Dark, cold outer space is the new wine and spirits frontier.
The extraterrestrial terroir taste in Meteorito, a cabernet made at Chile's Tremonte winery, comes from a 4.5-billion-year-old meteorite from the asteroid belt between Jupiter and Mars.
Winery general manager Ian Hutcheon, owner of the nearby Centro Astronomico Tagua Tagua and anxious to join his two passions, submerged the 3-inch space rock in some of his 2010 cabernet for a year.
In a blind tasting with colleagues, he found the bottled wine had a livelier and fresher taste, "with a curious twist." It's coming soon to New York, where it will cost about $20 a bottle.
The Ardbeg whisky distillery on the Scottish island of Islay, on the other hand, announced that it had sent plastic vials of unaged single malt molecules where no dram had gone before: the International Space Station, 250 miles above earth.
The mission: a two-year study with space research company NanoRacks to see how the famously peaty spirit ages in near zero-G. The cost to find out how complex flavor molecules called "terpenes" interact with charred oak in this atmosphere is half a million dollars.
Will all this result in new aromas and flavors for a space-inspired whisky? We'll beam down the results next year.
Space's vast potential for wine and spirits was only one highlight among 2012's weird and wacky stories.
An over-the-top wine rack in the style of a giant Transformer robot toy is posted on Craigslist for $7,000. Six feet tall, weighing 1,000 pounds and made from old automobile and motorcycle transmission parts in China, it's billed by its Arizona owner as "ridiculously cool."
Most of the 32 welded bottle slots store wines vertically, so it isn't ideal for super pricey wines, but perfect for the fan-boy geek who has everything. First posted in June, it's still available.
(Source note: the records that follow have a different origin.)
//! Geometry primitives: [`Pos`], [`Dir`] and the row-major [`PosIter`].
//!
//! Positions are addressed as `(row, col)`. Rows grow downward, columns grow
//! to the right, so `(0, 0)` is the top-left cell of a maze.

use std::fmt;

// ---------------------------------------------------------------------------
// Pos
// ---------------------------------------------------------------------------

/// A cell position in a maze grid.
#[derive(Copy, Clone, Debug, Default, PartialEq, Eq, Hash)]
#[cfg_attr(feature = "serde", derive(serde::Serialize, serde::Deserialize))]
pub struct Pos {
    pub row: i32,
    pub col: i32,
}

impl Pos {
    /// Top-left corner (0, 0).
    pub const ZERO: Self = Self { row: 0, col: 0 };

    /// Create a new position.
    #[inline]
    pub const fn new(row: i32, col: i32) -> Self {
        Self { row, col }
    }

    /// The position one step away in direction `dir`.
    #[inline]
    pub const fn step(self, dir: Dir) -> Self {
        let (dr, dc) = dir.delta();
        Self {
            row: self.row + dr,
            col: self.col + dc,
        }
    }

    /// The four orthogonal neighbours in carving order: up, left, down, right.
    #[inline]
    pub fn neighbors_4(self) -> [Pos; 4] {
        Dir::CARVE_ORDER.map(|d| self.step(d))
    }

    /// Direction of travel from `self` to an orthogonally adjacent `other`.
    ///
    /// Returns `None` if the two positions are not exactly one step apart,
    /// including when they are too far apart to subtract.
    pub fn dir_to(self, other: Pos) -> Option<Dir> {
        let dr = other.row.checked_sub(self.row)?;
        let dc = other.col.checked_sub(self.col)?;
        match (dr, dc) {
            (-1, 0) => Some(Dir::Up),
            (1, 0) => Some(Dir::Down),
            (0, -1) => Some(Dir::Left),
            (0, 1) => Some(Dir::Right),
            _ => None,
        }
    }
}

impl PartialOrd for Pos {
    fn partial_cmp(&self, other: &Self) -> Option<std::cmp::Ordering> {
        Some(self.cmp(other))
    }
}

impl Ord for Pos {
    fn cmp(&self, other: &Self) -> std::cmp::Ordering {
        self.row.cmp(&other.row).then(self.col.cmp(&other.col))
    }
}

impl fmt::Display for Pos {
    fn fmt(&self, f: &mut fmt::Formatter<'_>) -> fmt::Result {
        write!(f, "({}, {})", self.row, self.col)
    }
}

// ---------------------------------------------------------------------------
// Dir
// ---------------------------------------------------------------------------

/// One of the four orthogonal directions.
#[derive(Copy, Clone, Debug, PartialEq, Eq, Hash)]
#[cfg_attr(feature = "serde", derive(serde::Serialize, serde::Deserialize))]
pub enum Dir {
    Up,
    Down,
    Left,
    Right,
}

impl Dir {
    /// Neighbour enumeration order used by the maze carver.
    pub const CARVE_ORDER: [Dir; 4] = [Dir::Up, Dir::Left, Dir::Down, Dir::Right];

    /// `(row, col)` delta of a single step.
    #[inline]
    pub const fn delta(self) -> (i32, i32) {
        match self {
            Dir::Up => (-1, 0),
            Dir::Down => (1, 0),
            Dir::Left => (0, -1),
            Dir::Right => (0, 1),
        }
    }

    /// The opposite direction.
    #[inline]
    pub const fn opposite(self) -> Dir {
        match self {
            Dir::Up => Dir::Down,
            Dir::Down => Dir::Up,
            Dir::Left => Dir::Right,
            Dir::Right => Dir::Left,
        }
    }
}

impl fmt::Display for Dir {
    fn fmt(&self, f: &mut fmt::Formatter<'_>) -> fmt::Result {
        let s = match self {
            Dir::Up => "up",
            Dir::Down => "down",
            Dir::Left => "left",
            Dir::Right => "right",
        };
        f.write_str(s)
    }
}

// ---------------------------------------------------------------------------
// PosIter
// ---------------------------------------------------------------------------

/// Row-major iterator over every position of a `rows × columns` grid.
#[derive(Clone, Debug)]
pub struct PosIter {
    rows: i32,
    columns: i32,
    cur: Pos,
}

impl PosIter {
    pub(crate) fn new(rows: i32, columns: i32) -> Self {
        Self {
            rows,
            columns,
            cur: Pos::ZERO,
        }
    }
}

impl Iterator for PosIter {
    type Item = Pos;

    #[inline]
    fn next(&mut self) -> Option<Pos> {
        if self.cur.row >= self.rows || self.columns <= 0 {
            return None;
        }
        let p = self.cur;
        self.cur.col += 1;
        if self.cur.col >= self.columns {
            self.cur.col = 0;
            self.cur.row += 1;
        }
        Some(p)
    }

    #[inline]
    fn size_hint(&self) -> (usize, Option<usize>) {
        if self.columns <= 0 || self.cur.row >= self.rows {
            return (0, Some(0));
        }
        let remaining_in_row = (self.columns - self.cur.col) as usize;
        let remaining_rows = (self.rows - self.cur.row - 1) as usize;
        let total = remaining_in_row + remaining_rows * self.columns as usize;
        (total, Some(total))
    }
}

impl ExactSizeIterator for PosIter {}
//! The [`Cell`] type: one maze position with its walls and search metadata.

use crate::geom::{Dir, Pos};

/// Sentinel cost meaning "not reached by the current search".
pub const INFINITE_COST: i32 = i32::MAX;

/// The four wall flags of a cell. `true` means the wall is standing.
#[derive(Copy, Clone, Debug, PartialEq, Eq, Hash)]
#[cfg_attr(feature = "serde", derive(serde::Serialize, serde::Deserialize))]
pub struct Borders {
    pub up: bool,
    pub down: bool,
    pub left: bool,
    pub right: bool,
}

impl Borders {
    /// All four walls standing.
    pub const WALLED: Self = Self {
        up: true,
        down: true,
        left: true,
        right: true,
    };

    /// All four walls removed.
    pub const OPEN: Self = Self {
        up: false,
        down: false,
        left: false,
        right: false,
    };

    /// Whether the wall facing `dir` is standing.
    #[inline]
    pub const fn facing(self, dir: Dir) -> bool {
        match dir {
            Dir::Up => self.up,
            Dir::Down => self.down,
            Dir::Left => self.left,
            Dir::Right => self.right,
        }
    }

    /// Set the wall facing `dir`.
    #[inline]
    pub fn set(&mut self, dir: Dir, closed: bool) {
        match dir {
            Dir::Up => self.up = closed,
            Dir::Down => self.down = closed,
            Dir::Left => self.left = closed,
            Dir::Right => self.right = closed,
        }
    }
}

impl Default for Borders {
    fn default() -> Self {
        Self::WALLED
    }
}

/// A single maze cell.
///
/// `origin` and `links` are arena indices into the owning
/// [`Grid`](crate::Grid), never references.
#[derive(Clone, Debug, PartialEq, Eq)]
pub struct Cell {
    pos: Pos,
    pub(crate) borders: Borders,
    pub(crate) visited: bool,
    pub(crate) cost: i32,
    pub(crate) origin: Option<usize>,
    pub(crate) links: Vec<usize>,
}

impl Cell {
    /// A fully walled, unvisited cell with no links.
    pub fn new(pos: Pos) -> Self {
        Self {
            pos,
            borders: Borders::WALLED,
            visited: false,
            cost: INFINITE_COST,
            origin: None,
            links: Vec::new(),
        }
    }

    #[inline]
    pub fn pos(&self) -> Pos {
        self.pos
    }

    #[inline]
    pub fn row(&self) -> i32 {
        self.pos.row
    }

    #[inline]
    pub fn col(&self) -> i32 {
        self.pos.col
    }

    #[inline]
    pub fn borders(&self) -> Borders {
        self.borders
    }

    #[inline]
    pub fn visited(&self) -> bool {
        self.visited
    }

    /// Cost recorded by the last search, [`INFINITE_COST`] if unreached.
    #[inline]
    pub fn cost(&self) -> i32 {
        self.cost
    }

    /// Whether the last search reached this cell.
    #[inline]
    pub fn is_reached(&self) -> bool {
        self.cost != INFINITE_COST
    }

    /// Index of the predecessor on the best known path, if any.
    #[inline]
    pub fn origin(&self) -> Option<usize> {
        self.origin
    }

    /// Forward links carved out of this cell, in discovery order.
    #[inline]
    pub fn links(&self) -> &[usize] {
        &self.links
    }

    pub(crate) fn reset_search(&mut self) {
        self.cost = INFINITE_COST;
        self.origin = None;
        self.visited = false;
    }

    pub(crate) fn reset_structure(&mut self) {
        self.borders = Borders::WALLED;
        self.links.clear();
        self.reset_search();
    }
}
The French designers of a cute vine-pruning, data-collecting robot named Wall-Ye V.I.N., which debuted in September, are now taking orders. Red with white trim, Wall-Ye is 20 inches tall and has two arms, four wheels and six cameras.
It's solar-powered, doesn't get tired, drunk, or go on strike, and costs 25,000 euros ($33,100). Chateau Mouton Rothschild offered its prestigious vineyards for test runs, according to Agence France-Presse.
The newest wine pairing is with perfume, long a no-no combo for serious tasters. After being called out by a winemaker at Napa Valley's Rombauer Vineyards for wearing a vanilla scent, fragrance marketer Kelly Jones set herself the task of making five perfumes, introduced this year, that she says enhance wine.
"I didn't want scents to smell like wine spilled on my shirt," Jones said in a telephone interview. "For 'Notes of Merlot' I picked up on the varietal's whiffs of candied violet."
Others may prefer to try out new mini-aerosol flavor-spray for the mouth, Wahh Quantum Sensations, which provides a fleeting feeling of drunkenness "without the harmful effects of alcohol." Designer Philippe Starck and Harvard University scientist David Edwards say the purpose is to "accent life with a magic wand."
The past year was also a time of strange wines we definitely don't need, like Almond Roca cream dessert wine from Washington State, which takes chocolate-infused wines to a new, treacly level.
British merchant Sheldon's Wine Cellars offers the "uncomplicated, easy-drinking" 2011 Royal Blush Rose, with a label based on nude Prince Harry photos taken at an August bare- it-all-party in Las Vegas.
And there are the wines of Dr. Ruth Westheimer. Labels of her Sonoma-made Vin d'Amour chardonnay, cabernet, and white zinfandel feature a portrait of the famous 84-year-old sex therapist.
Dr. Ruth says the obvious -- that wine helps couples relax and get aroused, but too much impairs performance. Which is why she wanted her wines to have a weak 6 percent alcohol. Fifty shades of chutzpah!
Eroticism is also key to the just-launched G-Spirits line of vodka, single malt whisky, and rum, created by former bartenders Maximilian and Julian Goldbach in Germany. Before bottling, every single drop of booze is poured over the naked breasts of beautiful women, like Hungarian playmate of the year Alexa Varga, to give the taste "a unique erotic character."
According to Max Goldbach, their customers, mostly men (surprise!), range from 18 to 72. Lest you are worried about how sanitary this is, the website claims that medical personnel supervise. The labels are X-rated, which is why you'll have to go to the website to view.
Maybe G-Spirits call for the nuttiest wine accessory of the year, Vinderpants. Advertised as "underpants for your wine," the cotton and spandex bottle coverings appeal, I think, only to those with a very special sense of humor. Still, there were just two left in stock on Amazon.com when I checked right after Christmas.